Dans cette chanson, il parle d’une femme rifaine traditionnelle. Il décrit sa démarche, sa tenue vestimentaire, ses bijoux... Il dit, «Parée de son lizar blanc, avec une jarre sur le dos, elle va puiser cette eau de source glacée qui coule le long du fleuve en temps de canicule. De pas en pas, on entend le bruit de ses chevillières, on distingue sa longue chevelure recouverte d’un foulard fin, on perçoit ses bracelets et ses parures au loin… ».
Walid Mimun nous offre un voyage dans un tourbillon de couleurs digne du mythe de la rifaine.

Outre cette description sympathique et en somme toute banale, il y a une double lecture à avoir pour comprendre le probable message crypté de notre vedette. Il faudrait sans doute s’attarder sur des symbole tels que A3rur (dos, auquel il fait souvent référence dans ses œuvres), aqbuc (jarre, synonyme de la chance et de la richesse), aman(eau), lizar (habit traditionnel, symbole de la féminité et de l’authenticité), lmehDur(longue chevelure), acemlal(blanc), axelxal (bijou)…

Après ces deux créations majeures, Walid Mimun réalise ce qu’il a souvent crié dans sa besogne. Il fuit vers les Pays-Bas comme c’était et c’est encore le cas de plusieurs stars rifaines. Comme si l’exil était exutoire. Comme si le Rif ne l’entendait pas et, à défaut de changement, il fallait s’expatrier pour vivre cette mutation ailleurs.
Sa chanson, a dwerd a mmi inu (reviens mon fils), issue de cet album artisanal interdit de commercialisation dans les années 80, illustre parfaitement sa nouvelle vie. Comme s’il l’avait prédit. Et chacun pourrait s’y reconnaître à des degrés différents.

C’est l’histoire d’une mère restée dans le Rif qui appelle son fils ayant choisi la voie de l’exil. Elle ne l’a pas revu depuis plusieurs années et a le cœur brisé. Elle lui demande de revenir car il y possède des « droits ». « Il » lui répond : « je suis là parmi irumiyen (les chrétiens, les européens…) car je n’ai vécu que misère et malheurs di tmurt inu (dans mon pays natal). Je ne peux pas revenir Ô mère à ce cimetière. Je préfère rester là à noyer ma mélancolie. Tu peux Ô mère me compter parmi les errants et les désoeuvrés.»

Sans doute que sa maman a été entendue et notre Walid dédaigne enfin de regagner le Rif en 1994 juste au moment où le roi du Maroc prononce son discours sur « l’utilté d’enseigner tmazight au même titre que les autres langues nationales ». Il ne faut voir là probablement qu’une simple coïncidence.

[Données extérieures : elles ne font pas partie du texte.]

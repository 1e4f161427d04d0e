use crate::clock::Clock;
use std::time::Duration;

#[test]
fn test_new_clock_is_stopped_at_zero() {
    let mut clock = Clock::new();
    assert!(!clock.is_running());
    clock.update();
    assert_eq!(clock.elapsed(), 0.0);
}

#[test]
fn test_update_advances_elapsed() {
    let mut clock = Clock::new();
    clock.start();
    std::thread::sleep(Duration::from_millis(5));
    clock.update();
    assert!(clock.elapsed() >= 0.005);
}

#[test]
fn test_stop_freezes_elapsed() {
    let mut clock = Clock::new();
    clock.start();
    std::thread::sleep(Duration::from_millis(2));
    clock.update();
    clock.stop();
    let frozen = clock.elapsed();

    std::thread::sleep(Duration::from_millis(2));
    clock.update();
    assert_eq!(clock.elapsed(), frozen);
}

#[test]
fn test_restart_resets_elapsed() {
    let mut clock = Clock::new();
    clock.start();
    std::thread::sleep(Duration::from_millis(2));
    clock.update();
    clock.start();
    assert_eq!(clock.elapsed(), 0.0);
}
/// Mock graphics device for unit tests (no GPU required)
///
/// Simulates the parts of a GPU the frame orchestrator can get wrong:
/// - a submitted fence stays pending until someone waits on it (or the
///   device is waited idle), so every completion is observable
/// - acquisition order and results can be scripted
/// - presentation outcomes can be scripted
/// - every call is recorded, and ordering mistakes are collected in
///   `violations` instead of panicking inside the device
///
/// The state lives behind `Arc<Mutex<..>>` so a test keeps a handle after
/// the device is boxed into a `Renderer`.

use std::collections::VecDeque;
use std::sync::{Arc, Mutex, MutexGuard};

use slotmap::SlotMap;

use crate::error::{Error, Result};
use crate::graphics_device::{
    AcquireOutcome, Buffer, BufferDesc, ClearValues, CommandBufferState, FenceKey, FenceStatus,
    GraphicsDevice, PresentOutcome, Rect2D, SemaphoreKey, SwapchainInfo, Viewport,
};

/// One recorded device call
#[derive(Debug, Clone, PartialEq)]
pub enum MockCall {
    CreateFence { signaled: bool },
    DestroyFence,
    /// `blocked` is true when the fence was pending and the wait completed it
    WaitFence { fence: FenceKey, blocked: bool },
    ResetFence { fence: FenceKey },
    CreateSemaphore,
    DestroySemaphore,
    Acquire { outcome: AcquireOutcome },
    BeginCommands { image_index: u32 },
    SetViewport { viewport: Viewport },
    SetScissor { scissor: Rect2D },
    BeginRenderPass { image_index: u32, area: Rect2D },
    EndRenderPass,
    EndCommands,
    Submit { image_index: u32, fence: FenceKey },
    Present { image_index: u32, outcome: PresentOutcome },
    RecreateSwapchain { width: u32, height: u32 },
    WaitIdle,
    CreateBuffer { size: u64 },
}

#[derive(Debug, Clone, Copy)]
struct MockFence {
    signaled: bool,
    submitted: u64,
    completed: u64,
}

impl MockFence {
    fn pending(&self) -> bool {
        self.submitted > self.completed
    }
}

En 1995/96, El Walid revient avec un 3eme album intitulé tayyut (brume) où on retrouve des créations et quelques reprises de son 1er album. Dans l’ensemble, c’est une œuvre douce et agréable mais on l’attendait plus incisive. Les reprises ont en effet perdu de leur ferveur bien que les nouveaux morceaux soient d’une beauté sans équivoque. Référence faite au titre emblématique, tayyut :

« Mon cœur fait des vagues telle une mer agitée. Il éclate comme cette foudre qui s’abat sur mes frères en bord des routes se nourrissant d’herbe.
Cette brume et ce nuage de poussière se déplacent et se posent sur ces villages dans la grisaille au fin fond des tribus.
Trime ô saisonnier, ton bien te sera confisqué.
C’est de lumière dont on a besoin pour sortir de cette obscurité. Il faudrait trouver la bonne mèche pour nous éclairer. » ;


ou à celui de tadbirt (colombe), chant à l’amour :

Ô colombe, si tu parvenais à t’envoler
Je te confie cette missive à l’intention de ma bien-aimée
Dis lui que mon Amour pour elle
Est dans mon cœur un délice

Lis la aux monts et océans que tu franchiras
Lis la aux fleuves et à leurs sources si tu bois
Lis la à ma bien-aimée et demande lui « comment vas-tu ? »
Dis lui que mon Amour pour elle est dans mon cœur un délice
Tels les pétales de coquelicots
Nourries par la rosée du matin

Tu t’es envolée tel un papillon
Sur mon cœur tu t’es posée
Tu étais mon claire de lune
Qui illuminait mes nuits
Tu étais mon soleil
Qui éclairait mes jours



Après ces belles paroles, Walid Mimun reprend le chemin de l’exil et s’installe en Belgique où il vit actuellement. Il s’y produit occasionnellement dans le cadre de festivals et autres manifestations d’envergure. Il a lancé un dernier album qui comporte de nombreuses nouveautés : atarres (la personne au sens masculin), lqarn 15 (le XVe siècle)… Où l’on a la sensation que les choses demeurent immuables.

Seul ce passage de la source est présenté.